This 1967 true story is of an experience by a young 12 year old boy in Kingston, Ontario, Canada. It is about the vivid memory of a privately rebuilt P-51 from WWII and its famous owner/pilot.

In the morning sun, I could not believe my eyes. There, in our little airport, sat a majestic P-51. They said it had flown in during the night from some U.S. Airport, on its way to an air show. The pilot had been tired, so he just happened to choose Kingston for his stop over. It was to take to the air very soon. I marveled at the size of the plane, dwarfing the Pipers and Canucks tied down by her. It was much larger than in the movies. She glistened in the sun like a bulwark of security from days gone by.

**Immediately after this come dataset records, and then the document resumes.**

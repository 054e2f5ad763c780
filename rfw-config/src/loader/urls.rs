use tracing::{debug, info};

use crate::{
    constants::{MAX_URL_INDEX, URL_KEY_PREFIX},
    env::EnvSource,
    loader::error::ConfigLoadError,
    models::{DiscoveryStop, UrlDiscovery},
    util::non_empty_var,
};

/// Environment key of the watch target at `index` (1-based).
pub fn url_key(index: usize) -> String {
    format!("{URL_KEY_PREFIX}{index}")
}

/// Read `URL_1`, `URL_2`, … until the first unset or empty key.
///
/// `URL_1` is mandatory. A gap at any later index simply ends the scan, so a
/// value at `URL_3` is never read when `URL_2` is missing.
pub fn discover_urls<E: EnvSource + ?Sized>(env: &E) -> Result<UrlDiscovery, ConfigLoadError> {
    discover_urls_up_to(env, MAX_URL_INDEX)
}

/// [`discover_urls`] with an explicit index cap. A cap below 1 is raised to 1.
pub fn discover_urls_up_to<E: EnvSource + ?Sized>(
    env: &E,
    cap: usize,
) -> Result<UrlDiscovery, ConfigLoadError> {
    let cap = cap.max(1);
    let mut urls = Vec::new();

    for index in 1..=cap {
        let key = url_key(index);
        match non_empty_var(env, &key) {
            Some(value) => {
                info!("{key} loaded as {value}");
                urls.push(value);
            }
            None if index == 1 => {
                return Err(ConfigLoadError::MissingRequiredUrl { key });
            }
            None => {
                debug!("Parsed {} URLs into the configuration", urls.len());
                return Ok(UrlDiscovery { urls, stop: DiscoveryStop::Gap { index } });
            }
        }
    }

    debug!("Parsed {} URLs before reaching index cap {cap}", urls.len());
    Ok(UrlDiscovery { urls, stop: DiscoveryStop::IndexCap { cap } })
}
//! Turns an [`EnvSource`] into a validated [`Config`].
//!
//! Order matters and is fixed: URLs are discovered first, then the bucket is
//! resolved, so a missing `URL_1` is reported ahead of a missing
//! `DATA_BUCKET`. Optional settings come last and never fail.

pub mod bucket;
pub mod error;
pub mod urls;

use std::path::{Path, PathBuf};

use tracing::{debug, info};

use crate::{
    constants::{DEFAULT_AWS_REGION, DEFAULT_ENV_FILE, ENV_FILE_KEY},
    env::{EnvFileOverlay, EnvSource, ProcessEnv},
    models::{Config, ConfigMetadata, StorageLayout, sources::OptionalSettings},
    util::non_empty_var,
    validation::{ConfigWarnings, collect_warnings},
};

use bucket::resolve_bucket;
use error::ConfigLoadError;
use urls::discover_urls;

/// A loaded configuration plus any non-fatal findings about it.
#[derive(Debug, Clone)]
pub struct ConfigLoad {
    /// The validated configuration.
    pub config: Config,
    /// Findings that did not stop the load.
    pub warnings: ConfigWarnings,
}

/// Loads [`Config`] from an [`EnvSource`], optionally layered over an env
/// file.
#[derive(Debug)]
pub struct ConfigLoader<E> {
    env: E,
    env_file: Option<PathBuf>,
}

impl<E: EnvSource> ConfigLoader<E> {
    /// Loader reading from `env` alone.
    pub fn new(env: E) -> Self {
        Self { env, env_file: None }
    }

    /// The source every lookup goes through, env file included.
    pub fn source(&self) -> &E {
        &self.env
    }

    /// Env file layered under the source, if one was picked up.
    pub fn env_file(&self) -> Option<&Path> {
        self.env_file.as_deref()
    }

    /// Read URLs, bucket and optional settings, in that order.
    pub fn load(&self) -> Result<ConfigLoad, ConfigLoadError> {
        info!("Loading configuration");

        let discovery = discover_urls(&self.env)?;
        let bucket = resolve_bucket(&self.env)?;

        let optional = OptionalSettings::gather(&self.env);
        match &optional.alert_sns_channel {
            Some(channel) => debug!("alert_sns_channel set to '{channel}'"),
            None => debug!("ALERT_SNS_CHANNEL is not set. Running without alerting"),
        }

        let aws_region = optional.aws_region.unwrap_or_else(|| DEFAULT_AWS_REGION.to_string());
        info!("Region set to {aws_region}");

        let debug = optional.debug.unwrap_or(false);
        if debug {
            debug!("Debug mode enabled");
        }

        let config = Config {
            bucket,
            urls: discovery.urls,
            alert_sns_channel: optional.alert_sns_channel,
            aws_region,
            debug,
            layout: StorageLayout::default(),
            metadata: ConfigMetadata {
                env_file: self.env_file.clone(),
                url_discovery: discovery.stop,
            },
        };
        let warnings = collect_warnings(&self.env, &config);

        debug!("Configuration successfully loaded");
        Ok(ConfigLoad { config, warnings })
    }
}

impl ConfigLoader<Box<dyn EnvSource>> {
    /// The process environment, overlaid with a dotenv file when one is
    /// configured (see [`ConfigLoader::layered`]).
    pub fn from_process_env() -> Result<Self, ConfigLoadError> {
        Self::layered(ProcessEnv, Path::new("."))
    }

    /// `env`, overlaid with the file named by `RFW_ENV_FILE`, or with
    /// `base_dir/.env` when that variable is unset and the file exists.
    ///
    /// An explicitly named file that cannot be read is an error; a missing
    /// default file is not.
    pub fn layered<S: EnvSource + 'static>(
        env: S,
        base_dir: &Path,
    ) -> Result<Self, ConfigLoadError> {
        let path = match non_empty_var(&env, ENV_FILE_KEY) {
            Some(explicit) => Some(PathBuf::from(explicit)),
            None => {
                let default = base_dir.join(DEFAULT_ENV_FILE);
                default.is_file().then_some(default)
            }
        };

        let Some(path) = path else {
            return Ok(Self::new(Box::new(env)));
        };

        let overlay = EnvFileOverlay::read(env, &path)?;
        Ok(Self {
            env: Box::new(overlay),
            env_file: Some(path),
        })
    }
}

The pilot arrived by cab, paid the driver, and then stepped into the pilot's lounge. He was an older man; his wavy hair was gray and tossed. It looked like it might have been combed, say, around the turn of the century. His flight jacket was checked, creased and worn - it smelled old and genuine. Old Glory was prominently sewn to its shoulders. He projected a quiet air of proficiency and pride devoid of arrogance. He filed a quick flight plan to Montreal ("Expo-67 Air Show") then walked across the tarmac.

After taking several minutes to perform his walk-around check, the tall, lanky man returned to the flight lounge to ask if anyone would be available to stand by with fire extinguishers while he "flashed the old bird up, just to be safe." Though only 12 at the time I was allowed to stand by with an extinguisher after brief instruction on its use -- "If you see a fire, point, then pull this lever!", he said. (I later became a firefighter, but that's another story.) The air around the exhaust manifolds shimmered like a mirror from fuel fumes as the huge prop started to rotate. One manifold, then another, and yet another barked -- I stepped back with the others. In moments the Packard -built Merlin engine came to life with a thunderous roar. Blue flames knifed from her manifolds with an arrogant snarl. I looked at the others' faces; there was no concern. I lowered the bell of my extinguisher. One of the guys signaled to walk back to the lounge. We did. Several minutes later we could hear the pilot doing his pre-flight
run-up. He'd taxied to the end of runway 19, out of sight. All went quiet for several seconds. We ran to the second story deck to see if we could catch a glimpse of the P-51 as she started down the runway. We could not. There we stood, eyes fixed to a spot half way down 19. Then a roar ripped across the field, much louder than before. Like a furious hell spawn set loose -- something mighty this way was coming. "Listen to that thing!" said the controller.

In seconds the Mustang burst into our line of sight. It's tail was already off the runway and it was moving faster than anything I'd ever seen by that point on 19. Two-thirds the way down 19 the Mustang was airborne with her gear going up. The prop tips were supersonic. We clasped our ears as the Mustang climbed hellishly fast into the circuit to be eaten up by the dog-day haze. We stood for a few moments, in stunned silence, trying to digest what we'd just seen.
The radio controller rushed by me to the radio. "Kingston tower calling Mustang?" He looked back to us as he waited for an acknowledgment. The radio crackled, "Go ahead, Kingston." "Roger, Mustang. Kingston tower would like to advise the circuit is clear for a low level pass." I stood in shock because the controller had just, more or less, asked the pilot to return for an impromptu air show! The controller looked at us. "Well, What?" He asked. "I can't let that guy go without asking. I couldn't forgive myself!"   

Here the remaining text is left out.